You must designate a Privacy Official, maintain and enforce privacy policies, train your workforce, and apply appropriate Administrative, Technical, and Physical Safeguards to PHI. You also need to conduct risk analyses, execute and oversee Business Associate Agreements, enable patient rights, and follow breach notification rules when incidents occur.
How should covered entities train their workforce on HIPAA privacy?
Provide role-based training to all workforce members soon after hire and whenever job duties change. Cover what counts as PHI, permissible uses and disclosures, minimum necessary, patient rights, incident reporting, and supporting security practices. Track completion, test comprehension, and refresh content regularly based on incidents and audits.
What steps must be taken after a HIPAA breach?

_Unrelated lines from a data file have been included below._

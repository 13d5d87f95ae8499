//! Ingestion configuration
//!
//! Every knob is read from the environment with a default. See
//! [`IngestConfig::from_env`] for the variable names.

use crate::cache::retry::{Backoff, RetryPolicy};
use floatsync_common::env;
use serde::{Deserialize, Serialize};
use std::path::PathBuf;
use std::time::Duration;

/// Data assembly centres of the Argo GDAC, in probe order.
pub const DEFAULT_ARCHIVE_ROOTS: &[&str] = &[
    "https://data-argo.ifremer.fr/dac/incois",
    "https://data-argo.ifremer.fr/dac/aoml",
    "https://data-argo.ifremer.fr/dac/coriolis",
    "https://data-argo.ifremer.fr/dac/csiro",
    "https://data-argo.ifremer.fr/dac/jma",
    "https://data-argo.ifremer.fr/dac/bodc",
    "https://data-argo.ifremer.fr/dac/kma",
    "https://data-argo.ifremer.fr/dac/meds",
    "https://data-argo.ifremer.fr/dac/kordi",
];

pub const DEFAULT_FILE_EXTENSION: &str = ".nc";
pub const DEFAULT_DATA_DIR: &str = "./data";
pub const DEFAULT_CACHE_MAX_ITEMS: usize = 120;
pub const DEFAULT_CACHE_MAX_SIZE_BYTES: u64 = 1024 * 1024 * 1024;
pub const DEFAULT_CACHE_TTL_SECS: u64 = 3600;
pub const DEFAULT_DOWNLOAD_WORKERS: usize = 4;
pub const DEFAULT_OPEN_WORKERS: usize = 2;
pub const DEFAULT_INGEST_WORKERS: usize = 10;
pub const DEFAULT_UNIT_RETRY_BUDGET: u32 = 2;

#[derive(Debug, Clone, Serialize, Deserialize)]
pub struct ArchiveConfig {
    /// Candidate roots in priority order; the first one hosting an entity wins
    pub roots: Vec<String>,
    /// Extension of data files in listings, matched case-insensitively
    pub file_extension: String,
    pub probe_timeout: Duration,
}

impl Default for ArchiveConfig {
    fn default() -> Self {
        Self {
            roots: DEFAULT_ARCHIVE_ROOTS.iter().map(|s| s.to_string()).collect(),
            file_extension: DEFAULT_FILE_EXTENSION.to_string(),
            probe_timeout: Duration::from_secs(5),
        }
    }
}

#[derive(Debug, Clone, Serialize, Deserialize)]
pub struct HttpConfig {
    pub connect_timeout: Duration,
    /// Longest wait for any single read. A body that keeps arriving is never
    /// cut off.
    pub request_timeout: Duration,
    pub user_agent: String,
}

impl Default for HttpConfig {
    fn default() -> Self {
        Self {
            connect_timeout: Duration::from_secs(5),
            request_timeout: Duration::from_secs(30),
            user_agent: concat!("floatsync-ingest/", env!("CARGO_PKG_VERSION")).to_string(),
        }
    }
}

#[derive(Debug, Clone, Serialize, Deserialize)]
pub struct CacheConfig {
    pub data_dir: PathBuf,
    pub max_items: usize,
    pub max_size_bytes: u64,
    /// Lifetime of cached handles and of negative-cache entries
    pub ttl: Duration,
    pub download_workers: usize,
    pub open_workers: usize,
    pub open_timeout: Duration,
    pub retry: RetryPolicy,
}

impl Default for CacheConfig {
    fn default() -> Self {
        Self {
            data_dir: PathBuf::from(DEFAULT_DATA_DIR),
            max_items: DEFAULT_CACHE_MAX_ITEMS,
            max_size_bytes: DEFAULT_CACHE_MAX_SIZE_BYTES,
            ttl: Duration::from_secs(DEFAULT_CACHE_TTL_SECS),
            download_workers: DEFAULT_DOWNLOAD_WORKERS,
            open_workers: DEFAULT_OPEN_WORKERS,
            open_timeout: Duration::from_secs(60),
            retry: RetryPolicy::default(),
        }
    }
}

#[derive(Debug, Clone, Serialize, Deserialize)]
pub struct PoolConfig {
    pub workers: usize,
    /// How many times a transiently failed unit is re-queued within one run
    pub unit_retry_budget: u32,
}

impl Default for PoolConfig {
    fn default() -> Self {
        Self {
            workers: DEFAULT_INGEST_WORKERS,
            unit_retry_budget: DEFAULT_UNIT_RETRY_BUDGET,
        }
    }
}

/// Main ingestion configuration
#[derive(Debug, Clone, Default, Serialize, Deserialize)]
pub struct IngestConfig {
    pub archive: ArchiveConfig,
    pub http: HttpConfig,
    pub cache: CacheConfig,
    pub pool: PoolConfig,
    /// External record extractor executable
    pub extractor_cmd: Option<String>,
}

impl IngestConfig {
    /// Load configuration from environment variables.
    ///
    /// | Variable | Default |
    /// |---|---|
    /// | `INGEST_ARCHIVE_ROOTS` | GDAC centres, comma separated |
    /// | `INGEST_FILE_EXTENSION` | `.nc` |
    /// | `INGEST_DATA_DIR` | `./data` |
    /// | `INGEST_PROBE_TIMEOUT_SECS` | 5 |
    /// | `INGEST_CONNECT_TIMEOUT_SECS` | 5 |
    /// | `INGEST_REQUEST_TIMEOUT_SECS` | 30 |
    /// | `INGEST_OPEN_TIMEOUT_SECS` | 60 |
    /// | `INGEST_DOWNLOAD_MAX_ATTEMPTS` | 3 |
    /// | `INGEST_RETRY_BASE_DELAY_MS` | 500 |
    /// | `INGEST_RETRY_MAX_DELAY_MS` | 30000 |
    /// | `INGEST_RETRY_BACKOFF` | linear |
    /// | `INGEST_DOWNLOAD_WORKERS` | 4 |
    /// | `INGEST_OPEN_WORKERS` | 2 |
    /// | `INGEST_WORKERS` | 10 |
    /// | `INGEST_UNIT_RETRY_BUDGET` | 2 |
    /// | `INGEST_CACHE_MAX_ITEMS` | 120 |
    /// | `INGEST_CACHE_MAX_SIZE` | 1GiB |
    /// | `INGEST_CACHE_TTL_SECS` | 3600 |
    /// | `INGEST_EXTRACTOR_CMD` | unset |
    pub fn from_env() -> anyhow::Result<Self> {
        let defaults = Self::default();

        let archive = ArchiveConfig {
            roots: env::list_or("INGEST_ARCHIVE_ROOTS", DEFAULT_ARCHIVE_ROOTS),
            file_extension: env::parsed_or(
                "INGEST_FILE_EXTENSION",
                defaults.archive.file_extension.clone(),
            )?,
            probe_timeout: secs("INGEST_PROBE_TIMEOUT_SECS", defaults.archive.probe_timeout)?,
        };

        let http = HttpConfig {
            connect_timeout: secs("INGEST_CONNECT_TIMEOUT_SECS", defaults.http.connect_timeout)?,
            request_timeout: secs("INGEST_REQUEST_TIMEOUT_SECS", defaults.http.request_timeout)?,
            user_agent: defaults.http.user_agent.clone(),
        };

        let retry = RetryPolicy {
            max_attempts: env::parsed_or(
                "INGEST_DOWNLOAD_MAX_ATTEMPTS",
                defaults.cache.retry.max_attempts,
            )?,
            base_delay: millis("INGEST_RETRY_BASE_DELAY_MS", defaults.cache.retry.base_delay)?,
            max_delay: millis("INGEST_RETRY_MAX_DELAY_MS", defaults.cache.retry.max_delay)?,
            backoff: env::parsed_or::<Backoff>("INGEST_RETRY_BACKOFF", Backoff::Linear)?,
        };

        let cache = CacheConfig {
            data_dir: env::parsed_or("INGEST_DATA_DIR", defaults.cache.data_dir.clone())?,
            max_items: env::parsed_or("INGEST_CACHE_MAX_ITEMS", defaults.cache.max_items)?,
            max_size_bytes: env::bytes_or("INGEST_CACHE_MAX_SIZE", defaults.cache.max_size_bytes)?,
            ttl: secs("INGEST_CACHE_TTL_SECS", defaults.cache.ttl)?,
            download_workers: env::parsed_or(
                "INGEST_DOWNLOAD_WORKERS",
                defaults.cache.download_workers,
            )?,
            open_workers: env::parsed_or("INGEST_OPEN_WORKERS", defaults.cache.open_workers)?,
            open_timeout: secs("INGEST_OPEN_TIMEOUT_SECS", defaults.cache.open_timeout)?,
            retry,
        };

        let pool = PoolConfig {
            workers: env::parsed_or("INGEST_WORKERS", defaults.pool.workers)?,
            unit_retry_budget: env::parsed_or(
                "INGEST_UNIT_RETRY_BUDGET",
                defaults.pool.unit_retry_budget,
            )?,
        };

        let config = Self {
            archive,
            http,
            cache,
            pool,
            extractor_cmd: env::string_opt("INGEST_EXTRACTOR_CMD"),
        };

        config.validate()?;
        Ok(config)
    }

    /// Validate the configuration
    pub fn validate(&self) -> anyhow::Result<()> {
        if self.archive.roots.is_empty() {
            anyhow::bail!("INGEST_ARCHIVE_ROOTS must list at least one root");
        }
        if self.archive.file_extension.is_empty() {
            anyhow::bail!("INGEST_FILE_EXTENSION must not be empty");
        }
        if self.archive.probe_timeout.is_zero() {
            anyhow::bail!("INGEST_PROBE_TIMEOUT_SECS must be greater than 0");
        }
        if self.http.request_timeout.is_zero() || self.http.connect_timeout.is_zero() {
            anyhow::bail!("HTTP timeouts must be greater than 0");
        }
        if self.cache.max_items == 0 {
            anyhow::bail!("INGEST_CACHE_MAX_ITEMS must be greater than 0");
        }
        if self.cache.max_size_bytes == 0 {
            anyhow::bail!("INGEST_CACHE_MAX_SIZE must be greater than 0");
        }
        if self.cache.download_workers == 0 {
            anyhow::bail!("INGEST_DOWNLOAD_WORKERS must be greater than 0");
        }
        if self.cache.open_workers == 0 {
            anyhow::bail!("INGEST_OPEN_WORKERS must be greater than 0");
        }
        if self.cache.open_timeout.is_zero() {
            anyhow::bail!("INGEST_OPEN_TIMEOUT_SECS must be greater than 0");
        }
        if self.cache.retry.max_attempts == 0 {
            anyhow::bail!("INGEST_DOWNLOAD_MAX_ATTEMPTS must be greater than 0");
        }
        if self.pool.workers == 0 {
            anyhow::bail!("INGEST_WORKERS must be greater than 0");
        }
        Ok(())
    }
}

fn secs(name: &str, default: Duration) -> anyhow::Result<Duration> {
    Ok(Duration::from_secs(env::parsed_or(name, default.as_secs())?))
}

fn millis(name: &str, default: Duration) -> anyhow::Result<Duration> {
    let ms = u64::try_from(default.as_millis()).unwrap_or(u64::MAX);
    Ok(Duration::from_millis(env::parsed_or(name, ms)?))
}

Immediately contain and mitigate, investigate scope, and perform a documented risk assessment. If notification is required, notify affected individuals without unreasonable delay and no later than 60 days, notify HHS per thresholds, and include media when 500 or more individuals in a state or jurisdiction are affected. Complete root-cause remediation and update controls, training, and procedures.
What rights do patients have under HIPAA privacy rules?
Patients have the right to access and obtain copies of their PHI, request amendments, request restrictions, receive confidential communications, obtain an accounting of certain disclosures, and receive a Notice of Privacy Practices explaining how their information is used and disclosed and how to exercise these rights.